Check each line of the data below for the word "point", then extract the ones that have it.

====

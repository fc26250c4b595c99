//! Brute-force cosine-similarity ranker.
//!
//! Given a query vector and the full set of stored chunk vectors, computes
//! a similarity score per chunk and returns the top-k by score. This is an
//! exact O(N·D) scan with no indexing structure — a deliberate scalability
//! ceiling, since approximate nearest-neighbor search is out of scope. An
//! ANN index can later replace the scan behind the same contract.
//!
//! # Determinism
//!
//! The sort is stable and ties keep original scan order, so identical
//! inputs (including floating-point vectors) always produce identical
//! output. Floating-point score equality is otherwise too fragile to test
//! against.

use crate::error::CoreError;
use crate::models::{ChunkEntry, RankedChunk};

/// Compute cosine similarity between two vectors of equal dimension.
///
/// Returns a value in `[-1.0, 1.0]`:
/// - `1.0` = identical direction
/// - `0.0` = orthogonal, or either vector has zero magnitude
/// - `-1.0` = opposite direction
///
/// A zero-magnitude vector means "no directional relationship", not an
/// error. Mismatched dimensions are a precondition violation and fail with
/// [`CoreError::DimensionMismatch`] rather than silently truncating.
pub fn cosine_similarity(a: &[f32], b: &[f32]) -> Result<f32, CoreError> {
    if a.len() != b.len() {
        return Err(CoreError::DimensionMismatch {
            expected: a.len(),
            actual: b.len(),
        });
    }

    let mut dot = 0.0f32;
    let mut norm_a = 0.0f32;
    let mut norm_b = 0.0f32;

    for (x, y) in a.iter().zip(b.iter()) {
        dot += x * y;
        norm_a += x * x;
        norm_b += y * y;
    }

    let denom = norm_a.sqrt() * norm_b.sqrt();
    if denom < f32::EPSILON {
        return Ok(0.0);
    }

    Ok(dot / denom)
}

/// Score every chunk against the query vector and return the top `top_k`.
///
/// The result length is `min(top_k, entries.len())`; `top_k <= 0` yields
/// an empty Vec (not an error). Entries are sorted descending by score
/// with ties broken by scan order. Any entry whose vector dimension
/// differs from the query's fails the whole call with
/// [`CoreError::DimensionMismatch`].
pub fn rank(
    query_vec: &[f32],
    entries: &[ChunkEntry],
    top_k: i64,
) -> Result<Vec<RankedChunk>, CoreError> {
    if top_k <= 0 {
        return Ok(Vec::new());
    }

    let mut scored: Vec<RankedChunk> = Vec::with_capacity(entries.len());
    for entry in entries {
        let score = cosine_similarity(query_vec, &entry.vector)?;
        scored.push(RankedChunk {
            text: entry.text.clone(),
            doc_name: entry.doc_name.clone(),
            score,
        });
    }

    // sort_by is stable: equal scores keep scan order.
    scored.sort_by(|a, b| {
        b.score
            .partial_cmp(&a.score)
            .unwrap_or(std::cmp::Ordering::Equal)
    });
    scored.truncate(top_k as usize);

    Ok(scored)
}

#[cfg(test)]
mod tests {
    use super::*;

    fn entry(text: &str, doc: &str, vector: Vec<f32>) -> ChunkEntry {
        ChunkEntry {
            text: text.to_string(),
            doc_name: doc.to_string(),
            vector,
        }
    }

    #[test]
    fn test_cosine_identical() {
        let v = vec![1.0, 2.0, 3.0];
        let sim = cosine_similarity(&v, &v).unwrap();
        assert!((sim - 1.0).abs() < 1e-6);
    }

    #[test]
    fn test_cosine_orthogonal() {
        let sim = cosine_similarity(&[1.0, 0.0], &[0.0, 1.0]).unwrap();
        assert!(sim.abs() < 1e-6);
    }

    #[test]
    fn test_cosine_opposite() {
        let sim = cosine_similarity(&[1.0, 0.0], &[-1.0, 0.0]).unwrap();
        assert!((sim + 1.0).abs() < 1e-6);
    }

    #[test]
    fn test_cosine_zero_magnitude_scores_zero() {
        assert_eq!(cosine_similarity(&[0.0, 0.0], &[1.0, 2.0]).unwrap(), 0.0);
        assert_eq!(cosine_similarity(&[1.0, 2.0], &[0.0, 0.0]).unwrap(), 0.0);
        assert_eq!(cosine_similarity(&[0.0], &[0.0]).unwrap(), 0.0);
    }

    #[test]
    fn test_cosine_dimension_mismatch_errors() {
        let err = cosine_similarity(&[1.0, 2.0], &[1.0]).unwrap_err();
        assert!(matches!(
            err,
            CoreError::DimensionMismatch {
                expected: 2,
                actual: 1
            }
        ));
    }

    #[test]
    fn test_rank_orders_by_score() {
        let entries = vec![
            entry("far", "d1", vec![0.0, 1.0]),
            entry("near", "d2", vec![1.0, 0.0]),
            entry("mid", "d3", vec![1.0, 1.0]),
        ];
        let ranked = rank(&[1.0, 0.0], &entries, 3).unwrap();
        let order: Vec<&str> = ranked.iter().map(|r| r.text.as_str()).collect();
        assert_eq!(order, vec!["near", "mid", "far"]);
        assert!((ranked[0].score - 1.0).abs() < 1e-6);
    }

    #[test]
    fn test_rank_top_k_bound() {
        let entries: Vec<ChunkEntry> = (0..5)
            .map(|i| entry(&format!("c{i}"), "d", vec![i as f32, 1.0]))
            .collect();
        for k in 0..10 {
            let ranked = rank(&[1.0, 1.0], &entries, k).unwrap();
            assert_eq!(ranked.len(), (k.max(0) as usize).min(entries.len()));
        }
        assert!(rank(&[1.0, 1.0], &entries, -3).unwrap().is_empty());
    }

    #[test]
    fn test_rank_ties_keep_scan_order() {
        // Identical vectors score identically; stable sort preserves the
        // order they were scanned in.
        let entries = vec![
            entry("first", "d1", vec![1.0, 0.0]),
            entry("second", "d2", vec![1.0, 0.0]),
            entry("third", "d3", vec![1.0, 0.0]),
        ];
        let ranked = rank(&[1.0, 0.0], &entries, 3).unwrap();
        let order: Vec<&str> = ranked.iter().map(|r| r.text.as_str()).collect();
        assert_eq!(order, vec!["first", "second", "third"]);
    }

    #[test]
    fn test_rank_deterministic() {
        let entries: Vec<ChunkEntry> = (0..50)
            .map(|i| {
                entry(
                    &format!("c{i}"),
                    "d",
                    vec![(i % 7) as f32 * 0.1, (i % 3) as f32 * 0.2, 0.5],
                )
            })
            .collect();
        let q = vec![0.3, 0.4, 0.5];
        let a = rank(&q, &entries, 20).unwrap();
        let b = rank(&q, &entries, 20).unwrap();
        assert_eq!(a.len(), b.len());
        for (x, y) in a.iter().zip(b.iter()) {
            assert_eq!(x.text, y.text);
            assert_eq!(x.score.to_bits(), y.score.to_bits());
        }
    }

    #[test]
    fn test_rank_zero_vector_chunk_never_errors() {
        let entries = vec![
            entry("zero", "d1", vec![0.0, 0.0, 0.0]),
            entry("real", "d2", vec![1.0, 0.0, 0.0]),
        ];
        let ranked = rank(&[1.0, 0.0, 0.0], &entries, 2).unwrap();
        assert_eq!(ranked[0].text, "real");
        assert_eq!(ranked[1].text, "zero");
        assert_eq!(ranked[1].score, 0.0);
    }

    #[test]
    fn test_rank_mismatched_chunk_fails_loudly() {
        let entries = vec![
            entry("ok", "d1", vec![1.0, 0.0]),
            entry("bad", "d2", vec![1.0, 0.0, 0.0]),
        ];
        let err = rank(&[1.0, 0.0], &entries, 2).unwrap_err();
        assert!(matches!(err, CoreError::DimensionMismatch { .. }));
    }

    #[test]
    fn test_rank_empty_corpus() {
        assert!(rank(&[1.0], &[], 5).unwrap().is_empty());
    }
}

====

• _Solution for this exercise_:
//! inputs (including floating-point vectors) always produce identical
//! output. Floating-point score equality is otherwise too fragile to test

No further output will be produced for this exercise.